Some time ago, I received an e-mail in which a Toastmaster asked me ‘HOW MUCH emotion should be expressed in a speech?” Immediately, my mind ran in rewind to the finals of the 2010 Toastmasters International Speech Contest. That day, David Henderson delivered a stirring speech, and he openly expressed deep emotion during his presentation. The audience was moved and there was little surprise when he was named the World Champion of Public Speaking. To be honest, I wouldn’t be surprised if someone told me that the fact that David CRIED during his presentation, was a hot topic of conversation for many who were in attendance that day. Now I must confess that I’ve been attending speech contests, at every level of the competition, for 2 decades, and I don’t recall ever seeing such a powerful display of emotion before. It was quite remarkable, and the concept of emotional content is worth exploring. Well, here’s my take on this issue…and remember this is just my opinion, based on more than 20 years on the platform.
Emotions come into play in every speech, whether we notice them or not, so first, we have to identify them. Dr. Paul Elkman, an American psychologist and a pioneer in the field of human emotion, identified 6 universal emotions: happiness, sadness, anger, fear, surprise and disgust. Every speech, every FAMOUS speech, connects the audience with at least ONE of those emotions. We then have to look at 2 dimensions of emotion, as it relates to a speech or presentation: There is the emotion that the audience experiences, and the emotion that the presenter displays.
Let’s take a look at emotion from the perspective of the audience. It’s likely that you’ve heard me teach about storytelling at some point.
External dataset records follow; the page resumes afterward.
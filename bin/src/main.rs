//! coinshell CLI - Interactive terminal for cryptocurrency market data.

use anyhow::{Context as _, Result};
use clap::Parser;
use coinshell_lib::{ApiClient, OutputFormat, Renderer, TextFormatter};
use coinshell_menu::{Console, Context, InquireConsole, LineConsole, MenuOptions, Services};
use std::fs::File;
use std::io::{BufReader, IsTerminal};
use std::path::PathBuf;
use tracing::info;
use tracing_subscriber::{EnvFilter, fmt};

mod config;

#[derive(Parser)]
#[command(name = "coinshell")]
#[command(about = "Interactive terminal for cryptocurrency market data", long_about = None)]
#[command(version)]
struct Cli {
    /// Verbosity level (-v, -vv, -vvv)
    #[arg(short, long, action = clap::ArgAction::Count)]
    verbose: u8,

    /// Quiet mode (hide spinners)
    #[arg(short, long)]
    quiet: bool,

    /// Config file. Defaults to the platform config dir, e.g. ~/.config/coinshell/config.toml
    #[arg(long)]
    config: Option<PathBuf>,

    /// Output format: table, csv, tsv, json or ndjson
    #[arg(long)]
    format: Option<OutputFormat>,

    /// Read menu commands from a file instead of the prompt
    #[arg(long)]
    script: Option<PathBuf>,
}

#[tokio::main(flavor = "current_thread")]
async fn main() -> Result<()> {
    let cli = Cli::parse();
    init_logging(cli.verbose);

    let settings = config::load(cli.config.as_deref()).context("Failed to load configuration")?;
    let format = match cli.format {
        Some(format) => format,
        None => settings.display.output_format()?,
    };

    let client = ApiClient::new(settings.client.client_config())
        .context("Failed to build HTTP client")?;
    let services = Services::new(&client, &settings.endpoints);

    let text = TextFormatter::new()
        .with_max_column_width(settings.display.max_column_width)
        .with_chart(settings.display.chart());
    let options = MenuOptions {
        default_vs: settings.display.default_vs.to_lowercase(),
        top: settings.display.top,
        quiet: cli.quiet,
    };

    let console = open_console(cli.script)?;
    info!(%format, "starting coinshell");

    let mut ctx = Context::new(services, console)
        .with_options(options)
        .with_renderer(Renderer::new(format).with_text(text));
    coinshell_menu::run(&mut ctx).await
}

/// Picks the prompt: a script file, piped stdin, or the interactive terminal.
fn open_console(script: Option<PathBuf>) -> Result<Box<dyn Console>> {
    if let Some(path) = script {
        let file = File::open(&path)
            .with_context(|| format!("Failed to open script {}", path.display()))?;
        return Ok(Box::new(LineConsole::new(BufReader::new(file))));
    }
    if std::io::stdin().is_terminal() {
        Ok(Box::new(InquireConsole::new()))
    } else {
        Ok(Box::new(LineConsole::new(BufReader::new(std::io::stdin()))))
    }
}

/// Initialize logging on stderr, `RUST_LOG` taking precedence over `-v`.
fn init_logging(verbose: u8) {
    let level = match verbose {
        0 => "warn",
        1 => "info",
        2 => "debug",
        _ => "trace",
    };
    let filter = EnvFilter::try_from_default_env().unwrap_or_else(|_| EnvFilter::new(level));

    fmt()
        .with_env_filter(filter)
        .with_target(false)
        .with_writer(std::io::stderr)
        .init();
}
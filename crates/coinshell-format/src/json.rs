//! JSON output format.

use coinshell_types::{Candle, Table};
use serde_json::{Map, Value};
use std::io::Write;

use crate::{FormatError, Formatter};

/// JSON output style.
#[derive(Debug, Clone, Copy, PartialEq, Eq, Default)]
pub enum JsonStyle {
    /// JSON array (standard JSON).
    #[default]
    Array,
    /// Newline-delimited JSON (NDJSON/JSONL).
    Ndjson,
}

/// JSON formatter. Table rows become objects keyed by column name.
#[derive(Debug, Clone, Default)]
pub struct JsonFormatter {
    /// Output style.
    style: JsonStyle,
}

impl JsonFormatter {
    /// Creates a new JSON formatter with default settings (array style).
    #[must_use]
    pub const fn new() -> Self {
        Self {
            style: JsonStyle::Array,
        }
    }

    /// Creates a new NDJSON formatter.
    #[must_use]
    pub const fn ndjson() -> Self {
        Self {
            style: JsonStyle::Ndjson,
        }
    }

    fn write_values<W: Write, T: serde::Serialize>(
        &self,
        items: &[T],
        mut writer: W,
    ) -> Result<(), FormatError> {
        match self.style {
            JsonStyle::Array => {
                serde_json::to_writer(&mut writer, items)?;
                writeln!(writer)?;
            }
            JsonStyle::Ndjson => {
                for item in items {
                    serde_json::to_writer(&mut writer, item)?;
                    writeln!(writer)?;
                }
            }
        }
        Ok(())
    }
}

/// Converts table rows into JSON objects keyed by column name.
#[must_use]
pub fn table_to_json(table: &Table) -> Vec<Value> {
    table
        .rows()
        .iter()
        .map(|row| {
            let object: Map<String, Value> = table
                .columns()
                .iter()
                .cloned()
                .zip(row.iter().map(coinshell_types::Cell::to_json))
                .collect();
            Value::Object(object)
        })
        .collect()
}

impl Formatter for JsonFormatter {
    fn write_table<W: Write + Send>(&self, table: &Table, writer: W) -> Result<(), FormatError> {
        self.write_values(&table_to_json(table), writer)
    }

    fn write_candles<W: Write + Send>(
        &self,
        candles: &[Candle],
        _title: &str,
        writer: W,
    ) -> Result<(), FormatError> {
        self.write_values(candles, writer)
    }
}

#[cfg(test)]
mod tests {
    use super::*;
    use chrono::{TimeZone, Utc};
    use coinshell_types::Cell;
    use std::io::Cursor;

    fn create_test_table() -> Table {
        let mut table = Table::new(["name", "rank", "price"]);
        table.push_row(vec![Cell::text("Bitcoin"), Cell::Int(1), Cell::Float(42000.5)]);
        table.push_row(vec![Cell::text("Ether"), Cell::Int(2), Cell::Empty]);
        table
    }

    #[test]
    fn test_json_array() {
        let formatter = JsonFormatter::new();
        let mut output = Cursor::new(Vec::new());

        formatter.write_table(&create_test_table(), &mut output).unwrap();

        let result = String::from_utf8(output.into_inner()).unwrap();
        let parsed: Vec<Value> = serde_json::from_str(&result).unwrap();
        assert_eq!(parsed.len(), 2);
        assert_eq!(parsed[0]["name"], "Bitcoin");
        assert_eq!(parsed[0]["rank"], 1);
        assert!(parsed[1]["price"].is_null());
    }

    #[test]
    fn test_ndjson_candles() {
        let formatter = JsonFormatter::ndjson();
        let ts = Utc.with_ymd_and_hms(2024, 1, 1, 0, 0, 0).unwrap();
        let candles = vec![
            Candle::new(ts, 1.0, 2.0, 0.5, 1.5, 10.0),
            Candle::new(ts, 1.5, 2.5, 1.0, 2.0, 12.0),
        ];
        let mut output = Cursor::new(Vec::new());

        formatter.write_candles(&candles, "", &mut output).unwrap();

        let result = String::from_utf8(output.into_inner()).unwrap();
        assert_eq!(result.lines().count(), 2);
        assert!(result.contains("\"close\":1.5"));
    }
}
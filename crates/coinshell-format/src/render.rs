//! Format selection at run time.

use coinshell_types::{Candle, Table};
use std::io::Write;

use crate::{
    CsvFormatter, FormatError, Formatter, JsonFormatter, OutputFormat, RenderOptions,
    TextFormatter,
};

/// Renders tables and series in the format chosen at start-up.
#[derive(Debug, Clone, Default)]
pub struct Renderer {
    format: OutputFormat,
    text: TextFormatter,
}

impl Renderer {
    /// Creates a renderer for `format` with default formatter settings.
    #[must_use]
    pub fn new(format: OutputFormat) -> Self {
        Self {
            format,
            ..Self::default()
        }
    }

    /// Replaces the text formatter (column width, chart size).
    #[must_use]
    pub fn with_text(mut self, text: TextFormatter) -> Self {
        self.text = text;
        self
    }

    /// Sorts, limits and renders a table.
    ///
    /// # Errors
    ///
    /// Returns an error if the sort column is unknown or serialization fails.
    pub fn table(&self, table: &Table, options: &RenderOptions) -> Result<String, FormatError> {
        let table = options.apply(table)?;
        let mut out = Vec::new();
        match self.format {
            OutputFormat::Table => self.text.write_table(&table, &mut out)?,
            OutputFormat::Csv => CsvFormatter::new().write_table(&table, &mut out)?,
            OutputFormat::Tsv => CsvFormatter::tsv().write_table(&table, &mut out)?,
            OutputFormat::Json => JsonFormatter::new().write_table(&table, &mut out)?,
            OutputFormat::Ndjson => JsonFormatter::ndjson().write_table(&table, &mut out)?,
        }
        Ok(into_string(out))
    }

    /// Renders a series: a candlestick chart in table mode, raw rows otherwise.
    ///
    /// # Errors
    ///
    /// Returns an error if serialization fails.
    pub fn candles(&self, candles: &[Candle], title: &str) -> Result<String, FormatError> {
        let mut out = Vec::new();
        self.write_candles(candles, title, &mut out)?;
        Ok(into_string(out))
    }

    fn write_candles<W: Write + Send>(
        &self,
        candles: &[Candle],
        title: &str,
        out: W,
    ) -> Result<(), FormatError> {
        match self.format {
            OutputFormat::Table => self.text.write_candles(candles, title, out),
            OutputFormat::Csv => CsvFormatter::new().write_candles(candles, title, out),
            OutputFormat::Tsv => CsvFormatter::tsv().write_candles(candles, title, out),
            OutputFormat::Json => JsonFormatter::new().write_candles(candles, title, out),
            OutputFormat::Ndjson => JsonFormatter::ndjson().write_candles(candles, title, out),
        }
    }
}

fn into_string(out: Vec<u8>) -> String {
    String::from_utf8_lossy(&out).into_owned()
}
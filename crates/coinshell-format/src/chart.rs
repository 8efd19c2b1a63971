//! Terminal candlestick charts.

use coinshell_types::Candle;

use crate::text::format_number;

const BULL_BODY: char = '█';
const BEAR_BODY: char = '░';
const WICK: char = '│';
const LABEL_WIDTH: usize = 12;

/// Chart dimensions in terminal cells.
#[derive(Debug, Clone, Copy, PartialEq, Eq)]
pub struct ChartOptions {
    /// Maximum number of candle columns.
    pub width: usize,
    /// Number of price rows.
    pub height: usize,
}

impl ChartOptions {
    /// Creates options for an 80x20 chart.
    #[must_use]
    pub const fn new() -> Self {
        Self {
            width: 80,
            height: 20,
        }
    }
}

impl Default for ChartOptions {
    fn default() -> Self {
        Self::new()
    }
}

/// Merges adjacent candles so at most `columns` remain.
#[must_use]
pub fn downsample(candles: &[Candle], columns: usize) -> Vec<Candle> {
    if columns == 0 || candles.len() <= columns {
        return candles.to_vec();
    }
    let group = candles.len().div_ceil(columns);
    candles
        .chunks(group)
        .filter_map(|chunk| {
            let (first, rest) = chunk.split_first()?;
            Some(rest.iter().fold(*first, |acc, c| acc.merge(c)))
        })
        .collect()
}

/// Draws candles with the default chart size.
#[must_use]
pub fn render_candles(candles: &[Candle], title: &str) -> String {
    render_candles_with(candles, title, &ChartOptions::new())
}

/// Draws candles as a text chart with a price axis on the left.
///
/// Bullish bodies are solid, bearish bodies shaded, wicks drawn as thin lines.
#[must_use]
pub fn render_candles_with(candles: &[Candle], title: &str, options: &ChartOptions) -> String {
    let mut out = format!("{title}\n");
    if candles.is_empty() {
        out.push_str("No data to chart\n");
        return out;
    }

    let bars = downsample(candles, options.width.saturating_sub(LABEL_WIDTH + 1).max(1));
    let height = options.height.max(2);
    let top = bars.iter().map(|c| c.high).fold(f64::MIN, f64::max);
    let mut bottom = bars.iter().map(|c| c.low).fold(f64::MAX, f64::min);
    if top - bottom <= f64::EPSILON {
        // Flat series still needs a non-zero scale
        bottom = top - top.abs().max(1.0) * 0.01;
    }
    let step = (top - bottom) / height as f64;

    for row in 0..height {
        let hi = top - step * row as f64;
        let lo = hi - step;
        let label = if row == 0 || row == height - 1 || row % 5 == 0 {
            format_number((hi + lo) / 2.0)
        } else {
            String::new()
        };
        out.push_str(&format!("{label:>LABEL_WIDTH$} ┤"));
        for bar in &bars {
            let body_top = bar.open.max(bar.close);
            let body_bottom = bar.open.min(bar.close);
            let symbol = if body_top >= lo && body_bottom <= hi {
                if bar.is_bullish() { BULL_BODY } else { BEAR_BODY }
            } else if bar.high >= lo && bar.low <= hi {
                WICK
            } else {
                ' '
            };
            out.push(symbol);
        }
        out.push('\n');
    }

    let first = bars[0].timestamp.format("%Y-%m-%d").to_string();
    let last = bars[bars.len() - 1].timestamp.format("%Y-%m-%d").to_string();
    let gap = bars.len().saturating_sub(first.len() + last.len()).max(1);
    out.push_str(&format!(
        "{:>LABEL_WIDTH$}  {first}{}{last}\n",
        "",
        " ".repeat(gap)
    ));
    out
}
//! The market data provider abstraction.

use async_trait::async_trait;
use coinshell_types::{Candle, CoinRef, Interval, ProviderTag, Table, Window};
use std::collections::HashMap;
use std::sync::Arc;

use crate::ProviderResult;

/// Coin-level due-diligence report a provider can produce.
#[derive(Debug, Clone, Copy, PartialEq, Eq, Hash)]
pub enum ReportKind {
    /// General project information.
    Info,
    /// Market statistics in the quote currency.
    Market,
    /// All-time-high statistics.
    AllTimeHigh,
    /// All-time-low statistics.
    AllTimeLow,
    /// Provider scores and sentiment.
    Score,
    /// Project websites.
    Websites,
    /// Social media accounts and audience.
    Social,
    /// Blockchain explorers.
    Explorers,
    /// Repository activity.
    Developers,
    /// Basic project metadata.
    Basic,
    /// Price and supply.
    PriceSupply,
    /// Markets the coin trades on.
    Markets,
    /// Exchanges listing the coin.
    Exchanges,
    /// Recent tweets.
    Twitter,
    /// Upcoming and past events.
    Events,
    /// Order book depth.
    OrderBook,
    /// Latest candles as a table.
    Candles,
}

impl ReportKind {
    /// Returns the menu command token for this report.
    #[must_use]
    pub const fn token(&self) -> &'static str {
        match self {
            Self::Info => "info",
            Self::Market => "market",
            Self::AllTimeHigh => "ath",
            Self::AllTimeLow => "atl",
            Self::Score => "score",
            Self::Websites => "web",
            Self::Social => "social",
            Self::Explorers => "bc",
            Self::Developers => "dev",
            Self::Basic => "basic",
            Self::PriceSupply => "ps",
            Self::Markets => "mkt",
            Self::Exchanges => "ex",
            Self::Twitter => "twitter",
            Self::Events => "events",
            Self::OrderBook => "book",
            Self::Candles => "candle",
        }
    }

    /// Returns the one-line help text for this report.
    #[must_use]
    pub const fn description(&self) -> &'static str {
        match self {
            Self::Info => "basic information about loaded coin",
            Self::Market => "market stats about loaded coin",
            Self::AllTimeHigh => "all time high related stats for loaded coin",
            Self::AllTimeLow => "all time low related stats for loaded coin",
            Self::Score => "different kind of scores for loaded coin",
            Self::Websites => "websites found for given coin",
            Self::Social => "social portals urls for loaded coin",
            Self::Explorers => "blockchain explorers urls for loaded coin",
            Self::Developers => "github, bitbucket coin development stats",
            Self::Basic => "basic information about loaded coin",
            Self::PriceSupply => "price and supply related metrics for loaded coin",
            Self::Markets => "all markets for loaded coin",
            Self::Exchanges => "all exchanges where loaded coin is listed",
            Self::Twitter => "tweets for loaded coin",
            Self::Events => "events related to loaded coin",
            Self::OrderBook => "show order book",
            Self::Candles => "show candles",
        }
    }

    /// Returns true if this report lists rows that carry a `url` column.
    #[must_use]
    pub const fn has_links(&self) -> bool {
        matches!(self, Self::Markets | Self::Events | Self::Twitter)
    }
}

/// Parameters of a price/volume series request.
#[derive(Debug, Clone, PartialEq, Eq)]
pub struct SeriesRequest {
    /// Quote currency (e.g. `usd`, `btc`, `USDT`).
    pub vs: String,
    /// How much history to request.
    pub window: Window,
    /// Candle interval, honoured by providers that support it.
    pub interval: Interval,
}

impl Default for SeriesRequest {
    fn default() -> Self {
        Self {
            vs: "usd".to_string(),
            window: Window::default(),
            interval: Interval::Day1,
        }
    }
}

/// Options shared by every due-diligence report.
#[derive(Debug, Clone, PartialEq, Eq)]
pub struct ReportOptions {
    /// Quote currency for prices.
    pub vs: String,
    /// Number of rows to request from providers that page results.
    pub limit: usize,
    /// Candle interval for the candle report.
    pub interval: Interval,
}

impl Default for ReportOptions {
    fn default() -> Self {
        Self {
            vs: "usd".to_string(),
            limit: 100,
            interval: Interval::Day1,
        }
    }
}

/// A source of coin catalogs, price series and coin-level reports.
#[async_trait]
pub trait MarketDataProvider: Send + Sync + std::fmt::Debug {
    /// Returns the tag coins resolved by this provider carry.
    fn tag(&self) -> ProviderTag;

    /// Resolves a user-typed identifier to a coin.
    ///
    /// `quote` selects the trading pair for pair-based providers and is
    /// ignored elsewhere.
    async fn resolve(&self, identifier: &str, quote: Option<&str>) -> ProviderResult<CoinRef>;

    /// Fetches the price/volume series of a resolved coin.
    async fn fetch_series(&self, coin: &CoinRef, request: &SeriesRequest)
    -> ProviderResult<Vec<Candle>>;

    /// Returns the reports this provider offers, in menu order.
    fn reports(&self) -> &'static [ReportKind];

    /// Produces one report for a resolved coin.
    async fn report(
        &self,
        coin: &CoinRef,
        kind: ReportKind,
        options: &ReportOptions,
    ) -> ProviderResult<Table>;
}

/// Providers available to a session, keyed by tag.
#[derive(Debug, Clone, Default)]
pub struct ProviderRegistry {
    providers: HashMap<ProviderTag, Arc<dyn MarketDataProvider>>,
}

impl ProviderRegistry {
    /// Creates an empty registry.
    #[must_use]
    pub fn new() -> Self {
        Self::default()
    }

    /// Registers a provider under its own tag, replacing any previous one.
    pub fn register(&mut self, provider: Arc<dyn MarketDataProvider>) {
        self.providers.insert(provider.tag(), provider);
    }

    /// Returns the provider for a tag.
    #[must_use]
    pub fn get(&self, tag: ProviderTag) -> Option<Arc<dyn MarketDataProvider>> {
        self.providers.get(&tag).cloned()
    }
}

#[cfg(test)]
mod tests {
    use super::*;
    use crate::MockProvider;

    #[test]
    fn test_report_tokens_unique() {
        let all = [
            ReportKind::Info,
            ReportKind::Market,
            ReportKind::AllTimeHigh,
            ReportKind::AllTimeLow,
            ReportKind::Score,
            ReportKind::Websites,
            ReportKind::Social,
            ReportKind::Explorers,
            ReportKind::Developers,
            ReportKind::Basic,
            ReportKind::PriceSupply,
            ReportKind::Markets,
            ReportKind::Exchanges,
            ReportKind::Twitter,
            ReportKind::Events,
            ReportKind::OrderBook,
            ReportKind::Candles,
        ];
        let mut tokens: Vec<_> = all.iter().map(ReportKind::token).collect();
        tokens.sort_unstable();
        tokens.dedup();
        assert_eq!(tokens.len(), all.len());
    }

    #[test]
    fn test_registry_lookup() {
        let mut registry = ProviderRegistry::new();
        assert!(registry.get(ProviderTag::CoinGecko).is_none());
        registry.register(Arc::new(MockProvider::new(ProviderTag::Binance)));
        registry.register(Arc::new(MockProvider::new(ProviderTag::CoinGecko)));
        assert!(registry.get(ProviderTag::CoinPaprika).is_none());
        assert_eq!(
            registry.get(ProviderTag::Binance).map(|p| p.tag()),
            Some(ProviderTag::Binance)
        );
    }
}
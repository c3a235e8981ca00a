use std::path::PathBuf;
use std::process::ExitStatus;

pub type Result<T> = std::result::Result<T, BuildError>;

#[derive(Debug, thiserror::Error)]
pub enum BuildError {
    /// A required template page does not exist.
    #[error("Template missing: {}", .0.display())]
    MissingTemplate(PathBuf),

    #[error("IO error on {}: {source}", path.display())]
    Io {
        path: PathBuf,
        #[source]
        source: std::io::Error,
    },

    #[error("Failed to walk source tree: {0}")]
    Walk(#[from] walkdir::Error),

    /// The converter program could not be started at all.
    #[error("Failed to run converter `{program}`: {source}")]
    Spawn {
        program: String,
        #[source]
        source: std::io::Error,
    },

    #[error("Conversion failed for {} ({status})", notebook.display())]
    Conversion {
        notebook: PathBuf,
        status: ExitStatus,
    },

    #[error("Invalid config {}: {source}", path.display())]
    Config {
        path: PathBuf,
        #[source]
        source: serde_yaml::Error,
    },

    #[error("Failed to serialize tree: {0}")]
    Json(#[from] serde_json::Error),

    /// `--clean` would delete an input of the build.
    #[error("Refusing to clean {}: it contains {}", out.display(), inner.display())]
    UnsafeClean { out: PathBuf, inner: PathBuf },
}

impl BuildError {
    pub fn io(path: impl Into<PathBuf>, source: std::io::Error) -> Self {
        Self::Io {
            path: path.into(),
            source,
        }
    }
}
//! Notebook to HTML conversion.
//!
//! Conversion is delegated to an external tool (`jupyter nbconvert` by
//! default). [`NotebookConverter`] is the seam the collector talks to, so the
//! walk can run against an in-process converter in tests.

use std::path::{Path, PathBuf};
use std::process::Command;

use crate::config::ConverterConfig;
use crate::error::{BuildError, Result};

/// One notebook to render.
#[derive(Debug, Clone, PartialEq, Eq)]
pub struct ConversionJob {
    pub notebook: PathBuf,
    /// Full path of the HTML document to produce. Its parent exists.
    pub output: PathBuf,
    /// Run the cells before rendering instead of using saved outputs.
    pub execute: bool,
}

pub trait NotebookConverter {
    fn convert(&self, job: &ConversionJob) -> Result<()>;
}

/// Runs `<program> <args..> --to html ...` and waits for it to exit.
#[derive(Debug, Clone)]
pub struct NbConvert {
    config: ConverterConfig,
}

impl NbConvert {
    pub fn new(config: ConverterConfig) -> Self {
        NbConvert { config }
    }

    pub fn command(&self, job: &ConversionJob) -> Command {
        let mut cmd = Command::new(&self.config.program);
        cmd.args(&self.config.args).args(["--to", "html"]);
        if self.config.embed_images {
            cmd.arg("--HTMLExporter.embed_images=True");
        }
        let file_name = job.output.file_name().unwrap_or_default();
        let output_dir = job.output.parent().unwrap_or_else(|| Path::new("."));
        cmd.arg("--output")
            .arg(file_name)
            .arg("--output-dir")
            .arg(output_dir)
            .arg(&job.notebook);
        if job.execute {
            cmd.arg("--execute");
        }
        cmd
    }
}

impl Default for NbConvert {
    fn default() -> Self {
        NbConvert::new(ConverterConfig::default())
    }
}

impl NotebookConverter for NbConvert {
    fn convert(&self, job: &ConversionJob) -> Result<()> {
        let status = self
            .command(job)
            .status()
            .map_err(|source| BuildError::Spawn {
                program: self.config.program.clone(),
                source,
            })?;
        if !status.success() {
            return Err(BuildError::Conversion {
                notebook: job.notebook.clone(),
                status,
            });
        }
        Ok(())
    }
}
use serde::{Deserialize, Serialize};

/// A directory or converted notebook in the scanned source tree.
///
/// Serializes as `{"type": "dir", ...}` / `{"type": "file", ...}`, the shape the
/// software page script walks.
#[derive(Debug, Clone, PartialEq, Eq, Serialize, Deserialize)]
#[serde(tag = "type", rename_all = "lowercase")]
pub enum TreeNode {
    Dir(DirNode),
    File(FileNode),
}

#[derive(Debug, Clone, PartialEq, Eq, Serialize, Deserialize)]
pub struct DirNode {
    pub name: String,
    /// Path relative to the source root, `/`-separated; empty for the root.
    pub path: String,
    pub children: Vec<TreeNode>,
}

#[derive(Debug, Clone, PartialEq, Eq, Serialize, Deserialize)]
pub struct FileNode {
    pub name: String,
    pub path: String,
    /// Converted document, relative to the output root.
    pub nb_html: String,
}

impl TreeNode {
    pub fn name(&self) -> &str {
        match self {
            TreeNode::Dir(dir) => &dir.name,
            TreeNode::File(file) => &file.name,
        }
    }

    pub fn children(&self) -> &[TreeNode] {
        match self {
            TreeNode::Dir(dir) => &dir.children,
            TreeNode::File(_) => &[],
        }
    }

    /// Drops every directory with no file beneath it. Returns `None` when
    /// nothing survives.
    pub fn prune(self) -> Option<TreeNode> {
        match self {
            TreeNode::File(_) => Some(self),
            TreeNode::Dir(mut dir) => {
                dir.children = dir
                    .children
                    .into_iter()
                    .filter_map(TreeNode::prune)
                    .collect();
                (!dir.children.is_empty()).then_some(TreeNode::Dir(dir))
            }
        }
    }

    /// Number of file nodes in the subtree.
    #[cfg(test)]
    pub(crate) fn file_count(&self) -> usize {
        match self {
            TreeNode::File(_) => 1,
            TreeNode::Dir(dir) => dir.children.iter().map(TreeNode::file_count).sum(),
        }
    }
}

impl DirNode {
    pub fn new(name: impl Into<String>, path: impl Into<String>) -> Self {
        DirNode {
            name: name.into(),
            path: path.into(),
            children: Vec::new(),
        }
    }

    fn child_path(&self, name: &str) -> String {
        if self.path.is_empty() {
            name.to_string()
        } else {
            format!("{}/{}", self.path, name)
        }
    }

    /// Walks down `parts`, appending any missing directory on the way.
    pub fn find_or_create_dir<'a>(&'a mut self, parts: &[&str]) -> &'a mut DirNode {
        let Some((cur_folder, rest)) = parts.split_first() else {
            return self;
        };
        // Find index first to avoid overlapping mutable borrows
        let idx = match self
            .children
            .iter()
            .position(|n| matches!(n, TreeNode::Dir(d) if d.name == *cur_folder))
        {
            Some(i) => i,
            None => {
                let path = self.child_path(cur_folder);
                self.children
                    .push(TreeNode::Dir(DirNode::new(*cur_folder, path)));
                self.children.len() - 1
            }
        };

        match &mut self.children[idx] {
            TreeNode::Dir(child) => child.find_or_create_dir(rest),
            TreeNode::File(_) => unreachable!("index points at a directory"),
        }
    }

    pub fn push_file(&mut self, name: impl Into<String>, nb_html: impl Into<String>) {
        let name = name.into();
        let path = self.child_path(&name);
        self.children.push(TreeNode::File(FileNode {
            name,
            path,
            nb_html: nb_html.into(),
        }));
    }
}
If so, you will note that I constantly encourage presenters to ask themselves a key question when preparing your presentation: “What do I want the audience to think, feel or do after hearing my speech?” The question itself assumes that there is an emotional component contained in the intent of your speech. FEEL. What do you want your audience to FEEL. Now it is widely held that speeches serve one or more of four purposes: to INFORM, PERSUADE, ENTERTAIN, and INSPIRE. All of these types of speeches can elicit audience emotion.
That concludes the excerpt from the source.